My Macbook Pro yields the following benchmarks.
- 3.1 GHz Intel Core i7
- 16 GB 1867 MHz DDR3
100,000 Records
user system total real
pivoted 1.000000 0.020000 1.020000 ( 1.027810)
rolled_up 1.090000 0.020000 1.110000 ( 1.101082)
rows 0.020000 0.000000 0.020000 ( 0.022978)
tabular 0.010000 0.000000 0.010000 ( 0.005423)
csv 0.030000 0.000000 0.030000 ( 0.037245)
1,000,000 Records
user system total real
pivoted 15.700000 0.490000 16.190000 ( 16.886677)
rolled_up 7.070000 0.350000 7.420000 ( 7.544060)
rows 0.020000 0.000000 0.020000 ( 0.028432)
tabular 0.010000 0.010000 0.020000 ( 0.007663)
csv 0.050000 0.000000 0.050000 ( 0.058925)
Summary
Goldmine makes data highly malleable.

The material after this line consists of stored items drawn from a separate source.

impl DatasetBuilder {
    pub fn new(config: PipelineConfig) -> Result<Self> {
        let pipeline = SwingPipeline::new(config.clone())?;
        let build_name = format!("build_{}", Local::now().format("%Y%m%d_%H%M%S"));
        Ok(Self {
            rng: StdRng::seed_from_u64(config.augmentation.seed),
            config,
            pipeline,
            build_name,
            records: Vec::new(),
            accumulator: None,
        })
    }

    pub fn with_build_name(mut self, name: impl Into<String>) -> Self {
        self.build_name = name.into();
        self
    }

    pub fn build_name(&self) -> &str {
        &self.build_name
    }

    pub fn records(&self) -> &[SampleRecord] {
        &self.records
    }

    /// Process one raw clip into a base sample and, if requested, a dropout
    /// variant. Failures are logged and the clip is skipped; returns the
    /// number of samples written.
    pub fn add_video(
        &mut self,
        video_id: &str,
        env: &str,
        band: &str,
        raw: &PoseSequence,
        augment: bool,
    ) -> usize {
        match self.try_add_video(video_id, env, band, raw, augment) {
            Ok(names) => names.len(),
            Err(e) => {
                warn!(video_id, error = %e, "skipping sample");
                0
            }
        }
    }

    pub fn try_add_video(
        &mut self,
        video_id: &str,
        env: &str,
        band: &str,
        raw: &PoseSequence,
        augment: bool,
    ) -> Result<Vec<String>> {
        self.band_id(band)?;
        self.check_env(env)?;

        let window = self.pipeline.detect_window(raw);
        let (sliced, _) = self.pipeline.slice_to_window(raw, &window);
        let prepared = self.pipeline.prepare_sequence(&sliced)?;
        let features = self.pipeline.compute_features(&prepared);
        let mask = &prepared.sequence.interpolation_mask;

        let mut names = vec![self.save_sample(
            video_id,
            env,
            band,
            &features,
            mask,
            &prepared.quality,
            None,
        )?];
        if augment {
            let dropped = self
                .pipeline
                .feature_engineer()
                .augment_missingness_dropout(&features, &mut self.rng);
            names.push(self.save_sample(
                video_id,
                env,
                band,
                &dropped,
                mask,
                &prepared.quality,
                Some(DROPOUT_SUFFIX),
            )?);
        }
        Ok(names)
    }

    /// Write the sequence and mask bundles of one sample and record it.
    /// Returns the sample name `<video>[__<suffix>]__<env>__<band>`.
    #[allow(clippy::too_many_arguments)]
    pub fn save_sample(
        &mut self,
        video_id: &str,
        env: &str,
        band: &str,
        features: &SampleFeatures,
        interpolation_mask: &Array2<bool>,
        quality: &QualityMetrics,
        augmented_suffix: Option<&str>,
    ) -> Result<String> {
        self.check_env(env)?;
        let band_id = self.band_id(band)?;

        let interpolation_ratio = if interpolation_mask.is_empty() {
            0.0
        } else {
            interpolation_mask.iter().filter(|&&m| m).count() as f32
                / interpolation_mask.len() as f32
        };
        let suffix = augmented_suffix
            .filter(|s| !s.is_empty())
            .map(|s| format!("__{s}"))
            .unwrap_or_default();
        let sample_name = format!("{video_id}{suffix}__{env}__{band}");

        let layout = &self.config.output;
        let sequence_rel = Path::new(&layout.sequence_subdir).join(bundle_file(&sample_name));
        let mask_rel = Path::new(&layout.mask_subdir).join(bundle_file(&sample_name));

        let bundle = SampleBundle {
            joint: features.joint.clone(),
            global: features.global.clone(),
            y: band_id,
            band_str: band.to_string(),
            env: env.to_string(),
            video_id: video_id.to_string(),
            low_quality: quality.low_quality,
            interpolation_ratio,
            quality: quality.clone(),
        };
        write_gz_json(&layout.root.join(&sequence_rel), &bundle)?;
        write_gz_json(
            &layout.root.join(&mask_rel),
            &MaskBundle {
                interpolation_mask: interpolation_mask.clone(),
            },
        )?;

        debug!(sample = %sample_name, interpolation_ratio, "saved sample");
        self.records.push(SampleRecord {
            sample_name: sample_name.clone(),
            video_id: video_id.to_string(),
            augmented: !suffix.is_empty(),
            env: env.to_string(),
            band: band.to_string(),
            band_id,
            sequence_path: sequence_rel.to_string_lossy().into_owned(),
            interpolation_mask_path: mask_rel.to_string_lossy().into_owned(),
            low_quality: quality.low_quality,
            valid_ratio: quality.valid_ratio,
            mean_visibility: quality.mean_visibility,
            longest_dropout: quality.longest_dropout,
            interpolation_ratio,
            build: self.build_name.clone(),
            split: None,
        });
        Ok(sample_name)
    }

    /// Seeded video-level split. Variants take their base video's split.
    pub fn assign_splits(&mut self) -> BTreeMap<String, Split> {
        let mut base_ids: Vec<String> = self
            .records
            .iter()
            .filter(|r| !r.augmented)
            .map(|r| r.video_id.clone())
            .collect::<BTreeSet<_>>()
            .into_iter()
            .collect();
        let mut rng = StdRng::seed_from_u64(self.config.dataset.split_seed);
        base_ids.shuffle(&mut rng);

        let total = base_ids.len();
        let train_cut = (total as f64 * self.config.dataset.train_ratio) as usize;
        let val_cut = train_cut + (total as f64 * self.config.dataset.val_ratio) as usize;
        let split_map: BTreeMap<String, Split> = base_ids
            .into_iter()
            .enumerate()
            .map(|(idx, vid)| {
                let split = if idx < train_cut {
                    Split::Train
                } else if idx < val_cut {
                    Split::Val
                } else {
                    Split::Test
                };
                (vid, split)
            })
            .collect();

        for record in &mut self.records {
            let split = match split_map.get(&record.video_id) {
                Some(&split) => split,
                None => {
                    warn!(sample = %record.sample_name, "variant without a base video, assigning to train");
                    Split::Train
                }
            };
            record.split = Some(split);
        }
        info!(videos = total, train = train_cut, val = val_cut - train_cut, "assigned splits");
        split_map
    }

    /// Assign splits and write the manifest.
    pub fn export_splits(&mut self) -> Result<PathBuf> {
        let split_map = self.assign_splits();
        let dir = self.config.output.split_dir();
        std::fs::create_dir_all(&dir).map_err(|e| PipelineError::io(&dir, e))?;
        let path = dir.join(SPLIT_MANIFEST);
        let json = serde_json::to_string_pretty(&split_map)?;
        std::fs::write(&path, json).map_err(|e| PipelineError::io(&path, e))?;
        Ok(path)
    }

    /// Accumulate scaler statistics over eligible saved samples: train split,
    /// not augmented, not low quality (when configured) and interpolation
    /// ratio within the threshold. Returns the number of samples used.
    ///
    /// Every record must already carry a split. A fit that finds no eligible
    /// sample leaves nothing to finalize.
    pub fn fit_scaler(&mut self) -> Result<usize> {
        if let Some(record) = self.records.iter().find(|r| r.split.is_none()) {
            return Err(PipelineError::SplitNotAssigned {
                sample: record.sample_name.clone(),
            });
        }

        let root = &self.config.output.root;
        let dataset = &self.config.dataset;
        let mut accumulator = ScalerAccumulator::new();
        for record in &self.records {
            let eligible = record.split == Some(Split::Train)
                && !record.augmented
                && !(dataset.exclude_low_quality && record.low_quality)
                && record.interpolation_ratio <= dataset.interpolation_threshold;
            if !eligible {
                continue;
            }

            let sequence_path = root.join(&record.sequence_path);
            if !sequence_path.exists() {
                warn!(path = %sequence_path.display(), "saved sequence missing, skipping");
                continue;
            }
            let bundle: SampleBundle = read_gz_json(&sequence_path)?;
            let mask_path = root.join(&record.interpolation_mask_path);
            let mask = if mask_path.exists() {
                read_gz_json::<MaskBundle>(&mask_path)?.interpolation_mask
            } else {
                warn!(path = %mask_path.display(), "mask missing, using every frame");
                Array2::from_elem((bundle.joint.shape()[0], bundle.joint.shape()[1]), false)
            };
            let features = SampleFeatures {
                joint: bundle.joint,
                global: bundle.global,
            };
            accumulator.observe(&features, &mask)?;
        }

        let used = accumulator.samples();
        if used == 0 {
            warn!(total = self.records.len(), "no eligible samples for the scaler fit");
            self.accumulator = None;
        } else {
            info!(used, total = self.records.len(), "fitted scaler statistics");
            self.accumulator = Some(accumulator);
        }
        Ok(used)
    }

    /// Turn the fitted statistics into a scaler and write it to disk. Each fit
    /// can be finalized once; the scaler file is never written without one.
    pub fn finalize_scaler(&mut self) -> Result<FeatureScaler> {
        let accumulator = self.accumulator.take().ok_or(PipelineError::ScalerNotFitted)?;
        let scaler = accumulator.finalize(self.config.features.variance_floor);
        let path = self.config.output.scaler_path();
        scaler.save(&path)?;
        info!(path = %path.display(), "wrote feature scaler");
        Ok(scaler)
    }

    /// Standardize every sample this builder saved, in place.
    pub fn normalize_saved_sequences(&self, scaler: &FeatureScaler) -> Result<usize> {
        let root = &self.config.output.root;
        let mut normalized = 0;
        for record in &self.records {
            let path = root.join(&record.sequence_path);
            if !path.exists() {
                continue;
            }
            let mut bundle: SampleBundle = read_gz_json(&path)?;
            let scaled = scaler.apply(&SampleFeatures {
                joint: bundle.joint,
                global: bundle.global,
            })?;
            bundle.joint = scaled.joint;
            bundle.global = scaled.global;
            write_gz_json(&path, &bundle)?;
            normalized += 1;
        }
        Ok(normalized)
    }

    pub fn export_metadata(&self) -> Result<PathBuf> {
        let dir = self.config.output.metadata_dir();
        std::fs::create_dir_all(&dir).map_err(|e| PipelineError::io(&dir, e))?;
        let path = dir.join(METADATA_CSV);
        let file = File::create(&path).map_err(|e| PipelineError::io(&path, e))?;
        let mut writer = Writer::from_writer(file);
        for record in &self.records {
            writer.serialize(record)?;
        }
        writer.flush().map_err(|e| PipelineError::io(&path, e))?;
        Ok(path)
    }

    fn check_env(&self, env: &str) -> Result<()> {
        if self.config.dataset.environments.iter().any(|e| e == env) {
            Ok(())
        } else {
            Err(PipelineError::UnknownEnvironment(env.to_string()))
        }
    }

    fn band_id(&self, band: &str) -> Result<i64> {
        self.config
            .dataset
            .bands
            .get(band)
            .copied()
            .ok_or_else(|| PipelineError::UnknownBand(band.to_string()))
    }
}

It allows you to combine the power of pivots, rollups, tabular data, & csv to construct deep insights with minimal effort.
Real world use cases include:
- Build a better understanding of database data before canonizing reports in SQL
- Create source data for building user interfaces & data visualizations
- Transform CSV data from one format to another